→ WORK TO BE COMPLETED: Below are entries to return in full. Keep each one exact.

→ DATA RECORDS:

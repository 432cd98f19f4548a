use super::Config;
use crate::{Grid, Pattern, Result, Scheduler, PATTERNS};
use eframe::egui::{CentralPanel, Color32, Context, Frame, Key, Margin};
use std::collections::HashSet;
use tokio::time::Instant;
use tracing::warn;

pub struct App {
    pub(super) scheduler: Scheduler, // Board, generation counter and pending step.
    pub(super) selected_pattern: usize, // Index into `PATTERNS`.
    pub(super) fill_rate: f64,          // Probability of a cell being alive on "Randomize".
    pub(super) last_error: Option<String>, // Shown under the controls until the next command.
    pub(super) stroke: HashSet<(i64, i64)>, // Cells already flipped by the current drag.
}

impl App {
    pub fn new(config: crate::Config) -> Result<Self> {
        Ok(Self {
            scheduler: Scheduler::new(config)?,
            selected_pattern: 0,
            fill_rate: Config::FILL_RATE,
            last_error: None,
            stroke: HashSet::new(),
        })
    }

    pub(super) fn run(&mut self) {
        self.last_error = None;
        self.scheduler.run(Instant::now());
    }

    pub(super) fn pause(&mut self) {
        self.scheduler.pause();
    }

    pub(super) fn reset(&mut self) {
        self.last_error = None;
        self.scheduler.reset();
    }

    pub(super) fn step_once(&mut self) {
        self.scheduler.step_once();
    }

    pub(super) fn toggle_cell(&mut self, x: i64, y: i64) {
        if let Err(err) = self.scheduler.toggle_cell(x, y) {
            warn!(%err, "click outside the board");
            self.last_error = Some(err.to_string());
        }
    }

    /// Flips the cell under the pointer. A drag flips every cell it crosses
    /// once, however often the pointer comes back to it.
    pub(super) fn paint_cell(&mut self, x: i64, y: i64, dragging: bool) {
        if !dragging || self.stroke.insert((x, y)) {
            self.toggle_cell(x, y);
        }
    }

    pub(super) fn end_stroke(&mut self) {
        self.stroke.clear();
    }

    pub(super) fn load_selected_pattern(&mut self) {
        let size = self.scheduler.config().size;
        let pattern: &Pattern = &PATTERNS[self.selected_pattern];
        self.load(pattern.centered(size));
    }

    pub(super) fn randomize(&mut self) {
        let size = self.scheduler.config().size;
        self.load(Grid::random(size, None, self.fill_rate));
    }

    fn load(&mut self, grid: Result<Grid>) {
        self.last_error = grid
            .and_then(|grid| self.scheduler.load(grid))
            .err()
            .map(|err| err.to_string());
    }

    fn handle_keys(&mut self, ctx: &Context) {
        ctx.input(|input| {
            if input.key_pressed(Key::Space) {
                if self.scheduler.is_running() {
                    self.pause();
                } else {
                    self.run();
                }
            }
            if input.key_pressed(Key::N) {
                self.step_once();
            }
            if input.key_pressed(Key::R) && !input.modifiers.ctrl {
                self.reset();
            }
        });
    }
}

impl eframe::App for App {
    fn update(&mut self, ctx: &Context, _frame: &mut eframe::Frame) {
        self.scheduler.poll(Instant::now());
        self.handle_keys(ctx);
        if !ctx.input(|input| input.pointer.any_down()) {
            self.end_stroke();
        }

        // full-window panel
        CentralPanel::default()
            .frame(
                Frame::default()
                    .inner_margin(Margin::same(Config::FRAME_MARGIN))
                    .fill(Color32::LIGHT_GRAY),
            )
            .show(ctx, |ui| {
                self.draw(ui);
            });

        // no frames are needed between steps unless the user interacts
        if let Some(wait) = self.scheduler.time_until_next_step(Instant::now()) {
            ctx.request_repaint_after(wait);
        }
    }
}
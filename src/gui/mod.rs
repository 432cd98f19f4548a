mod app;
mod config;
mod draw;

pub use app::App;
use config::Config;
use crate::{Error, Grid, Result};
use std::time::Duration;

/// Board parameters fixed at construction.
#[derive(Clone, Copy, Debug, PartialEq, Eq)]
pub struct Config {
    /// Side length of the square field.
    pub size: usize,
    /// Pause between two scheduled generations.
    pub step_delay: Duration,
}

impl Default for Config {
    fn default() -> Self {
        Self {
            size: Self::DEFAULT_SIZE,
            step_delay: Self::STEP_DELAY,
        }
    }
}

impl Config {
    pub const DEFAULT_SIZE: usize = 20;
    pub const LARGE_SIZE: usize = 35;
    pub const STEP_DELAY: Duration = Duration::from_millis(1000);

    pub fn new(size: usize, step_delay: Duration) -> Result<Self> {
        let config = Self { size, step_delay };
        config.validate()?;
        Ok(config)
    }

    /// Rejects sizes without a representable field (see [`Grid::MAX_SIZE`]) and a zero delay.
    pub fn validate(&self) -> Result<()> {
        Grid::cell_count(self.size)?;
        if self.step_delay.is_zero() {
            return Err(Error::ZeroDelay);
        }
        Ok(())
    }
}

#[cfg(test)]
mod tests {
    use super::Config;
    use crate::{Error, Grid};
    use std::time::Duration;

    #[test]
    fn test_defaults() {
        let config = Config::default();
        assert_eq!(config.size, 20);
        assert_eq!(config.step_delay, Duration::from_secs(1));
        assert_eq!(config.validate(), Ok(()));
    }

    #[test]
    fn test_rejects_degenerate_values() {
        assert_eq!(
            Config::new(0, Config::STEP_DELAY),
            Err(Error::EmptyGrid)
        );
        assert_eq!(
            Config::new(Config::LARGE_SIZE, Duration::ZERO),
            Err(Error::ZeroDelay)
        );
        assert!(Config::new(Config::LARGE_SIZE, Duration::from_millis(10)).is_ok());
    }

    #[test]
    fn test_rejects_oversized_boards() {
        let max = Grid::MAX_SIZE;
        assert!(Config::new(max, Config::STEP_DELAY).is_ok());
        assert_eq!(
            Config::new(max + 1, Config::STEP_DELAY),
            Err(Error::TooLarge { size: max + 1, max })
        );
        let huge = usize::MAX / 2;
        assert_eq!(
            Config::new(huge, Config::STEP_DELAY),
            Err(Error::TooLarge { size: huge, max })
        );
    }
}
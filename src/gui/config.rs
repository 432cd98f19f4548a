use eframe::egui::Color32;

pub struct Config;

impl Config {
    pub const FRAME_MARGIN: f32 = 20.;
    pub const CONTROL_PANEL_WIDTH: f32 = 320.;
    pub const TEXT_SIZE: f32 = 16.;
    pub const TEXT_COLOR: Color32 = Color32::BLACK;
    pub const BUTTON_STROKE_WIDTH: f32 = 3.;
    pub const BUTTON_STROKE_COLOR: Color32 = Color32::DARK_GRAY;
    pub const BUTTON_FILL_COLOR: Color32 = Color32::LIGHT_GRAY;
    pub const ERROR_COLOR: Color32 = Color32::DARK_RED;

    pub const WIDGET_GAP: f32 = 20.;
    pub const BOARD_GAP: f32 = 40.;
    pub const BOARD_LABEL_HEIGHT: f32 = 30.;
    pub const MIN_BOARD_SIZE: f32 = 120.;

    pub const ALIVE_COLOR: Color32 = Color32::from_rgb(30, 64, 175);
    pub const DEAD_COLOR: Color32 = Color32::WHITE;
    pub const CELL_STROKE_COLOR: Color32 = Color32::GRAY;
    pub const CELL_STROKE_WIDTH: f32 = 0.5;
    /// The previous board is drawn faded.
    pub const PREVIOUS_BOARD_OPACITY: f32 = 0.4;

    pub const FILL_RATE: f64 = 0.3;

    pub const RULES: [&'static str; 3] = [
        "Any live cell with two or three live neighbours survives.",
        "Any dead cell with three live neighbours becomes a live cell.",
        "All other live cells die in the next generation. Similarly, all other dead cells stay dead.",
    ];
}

→ TASK OUTPUT:
repository 432cd98f19f4548a
use super::Config;
use crate::{Grid, Pattern, Result, Scheduler, PATTERNS};
use eframe::egui::{CentralPanel, Color32, Context, Frame, Key, Margin};
use std::collections::HashSet;
use tokio::time::Instant;
use tracing::warn;

pub struct App {
    pub(super) scheduler: Scheduler, // Board, generation counter and pending step.
    pub(super) selected_pattern: usize, // Index into `PATTERNS`.
    pub(super) fill_rate: f64,          // Probability of a cell being alive on "Randomize".
    pub(super) last_error: Option<String>, // Shown under the controls until the next command.
    pub(super) stroke: HashSet<(i64, i64)>, // Cells already flipped by the current drag.
}

impl App {
    pub fn new(config: crate::Config) -> Result<Self> {
        Ok(Self {
            scheduler: Scheduler::new(config)?,
            selected_pattern: 0,
            fill_rate: Config::FILL_RATE,
            last_error: None,
            stroke: HashSet::new(),
        })
    }

    pub(super) fn run(&mut self) {
        self.last_error = None;
        self.scheduler.run(Instant::now());
    }

    pub(super) fn pause(&mut self) {
        self.scheduler.pause();
    }

    pub(super) fn reset(&mut self) {
        self.last_error = None;
        self.scheduler.reset();
    }

    pub(super) fn step_once(&mut self) {
        self.scheduler.step_once();
    }

    pub(super) fn toggle_cell(&mut self, x: i64, y: i64) {
        if let Err(err) = self.scheduler.toggle_cell(x, y) {
            warn!(%err, "click outside the board");
            self.last_error = Some(err.to_string());
        }
    }

    /// Flips the cell under the pointer. A drag flips every cell it crosses
    /// once, however often the pointer comes back to it.
    pub(super) fn paint_cell(&mut self, x: i64, y: i64, dragging: bool) {
        if !dragging || self.stroke.insert((x, y)) {
            self.toggle_cell(x, y);
        }
    }

    pub(super) fn end_stroke(&mut self) {
        self.stroke.clear();
    }

    pub(super) fn load_selected_pattern(&mut self) {
        let size = self.scheduler.config().size;
        let pattern: &Pattern = &PATTERNS[self.selected_pattern];
        self.load(pattern.centered(size));
    }

    pub(super) fn randomize(&mut self) {
        let size = self.scheduler.config().size;
        self.load(Grid::random(size, None, self.fill_rate));
    }

    fn load(&mut self, grid: Result<Grid>) {
        self.last_error = grid
            .and_then(|grid| self.scheduler.load(grid))
            .err()
            .map(|err| err.to_string());
    }

    fn handle_keys(&mut self, ctx: &Context) {
        ctx.input(|input| {
            if input.key_pressed(Key::Space) {
                if self.scheduler.is_running() {
                    self.pause();
                } else {
                    self.run();
                }
            }
            if input.key_pressed(Key::N) {
                self.step_once();
            }
            if input.key_pressed(Key::R) && !input.modifiers.ctrl {
                self.reset();
            }
        });
    }
}

impl eframe::App for App {
    fn update(&mut self, ctx: &Context, _frame: &mut eframe::Frame) {
        self.scheduler.poll(Instant::now());
        self.handle_keys(ctx);
        if !ctx.input(|input| input.pointer.any_down()) {
            self.end_stroke();
        }

        // full-window panel
        CentralPanel::default()
            .frame(
                Frame::default()
                    .inner_margin(Margin::same(Config::FRAME_MARGIN))
                    .fill(Color32::LIGHT_GRAY),
            )
            .show(ctx, |ui| {
                self.draw(ui);
            });

        // no frames are needed between steps unless the user interacts
        if let Some(wait) = self.scheduler.time_until_next_step(Instant::now()) {
            ctx.request_repaint_after(wait);
        }
    }
}
filename src/gui/mod.rs
repository 432cd98f19f4548a
mod app;
mod config;
mod draw;

pub use app::App;
use config::Config;
use crate::{Error, Grid, Result};
use std::time::Duration;

/// Board parameters fixed at construction.
#[derive(Clone, Copy, Debug, PartialEq, Eq)]
pub struct Config {
    /// Side length of the square field.
    pub size: usize,
    /// Pause between two scheduled generations.
    pub step_delay: Duration,
}

impl Default for Config {
    fn default() -> Self {
        Self {
            size: Self::DEFAULT_SIZE,
            step_delay: Self::STEP_DELAY,
        }
    }
}

impl Config {
    pub const DEFAULT_SIZE: usize = 20;
    pub const LARGE_SIZE: usize = 35;
    pub const STEP_DELAY: Duration = Duration::from_millis(1000);

    pub fn new(size: usize, step_delay: Duration) -> Result<Self> {
        let config = Self { size, step_delay };
        config.validate()?;
        Ok(config)
    }

    /// Rejects sizes without a representable field (see [`Grid::MAX_SIZE`]) and a zero delay.
    pub fn validate(&self) -> Result<()> {
        Grid::cell_count(self.size)?;
        if self.step_delay.is_zero() {
            return Err(Error::ZeroDelay);
        }
        Ok(())
    }
}

#[cfg(test)]
mod tests {
    use super::Config;
    use crate::{Error, Grid};
    use std::time::Duration;

    #[test]
    fn test_defaults() {
        let config = Config::default();
        assert_eq!(config.size, 20);
        assert_eq!(config.step_delay, Duration::from_secs(1));
        assert_eq!(config.validate(), Ok(()));
    }

    #[test]
    fn test_rejects_degenerate_values() {
        assert_eq!(
            Config::new(0, Config::STEP_DELAY),
            Err(Error::EmptyGrid)
        );
        assert_eq!(
            Config::new(Config::LARGE_SIZE, Duration::ZERO),
            Err(Error::ZeroDelay)
        );
        assert!(Config::new(Config::LARGE_SIZE, Duration::from_millis(10)).is_ok());
    }

    #[test]
    fn test_rejects_oversized_boards() {
        let max = Grid::MAX_SIZE;
        assert!(Config::new(max, Config::STEP_DELAY).is_ok());
        assert_eq!(
            Config::new(max + 1, Config::STEP_DELAY),
            Err(Error::TooLarge { size: max + 1, max })
        );
        let huge = usize::MAX / 2;
        assert_eq!(
            Config::new(huge, Config::STEP_DELAY),
            Err(Error::TooLarge { size: huge, max })
        );
    }
}
filename src/gui/config.rs
repository 432cd98f19f4548a
use eframe::egui::Color32;

pub struct Config;

impl Config {
    pub const FRAME_MARGIN: f32 = 20.;
    pub const CONTROL_PANEL_WIDTH: f32 = 320.;
    pub const TEXT_SIZE: f32 = 16.;
    pub const TEXT_COLOR: Color32 = Color32::BLACK;
    pub const BUTTON_STROKE_WIDTH: f32 = 3.;
    pub const BUTTON_STROKE_COLOR: Color32 = Color32::DARK_GRAY;
    pub const BUTTON_FILL_COLOR: Color32 = Color32::LIGHT_GRAY;
    pub const ERROR_COLOR: Color32 = Color32::DARK_RED;

    pub const WIDGET_GAP: f32 = 20.;
    pub const BOARD_GAP: f32 = 40.;
    pub const BOARD_LABEL_HEIGHT: f32 = 30.;
    pub const MIN_BOARD_SIZE: f32 = 120.;

    pub const ALIVE_COLOR: Color32 = Color32::from_rgb(30, 64, 175);
    pub const DEAD_COLOR: Color32 = Color32::WHITE;
    pub const CELL_STROKE_COLOR: Color32 = Color32::GRAY;
    pub const CELL_STROKE_WIDTH: f32 = 0.5;
    /// The previous board is drawn faded.
    pub const PREVIOUS_BOARD_OPACITY: f32 = 0.4;

    pub const FILL_RATE: f64 = 0.3;

    pub const RULES: [&'static str; 3] = [
        "Any live cell with two or three live neighbours survives.",
        "Any dead cell with three live neighbours becomes a live cell.",
        "All other live cells die in the next generation. Similarly, all other dead cells stay dead.",
    ];
}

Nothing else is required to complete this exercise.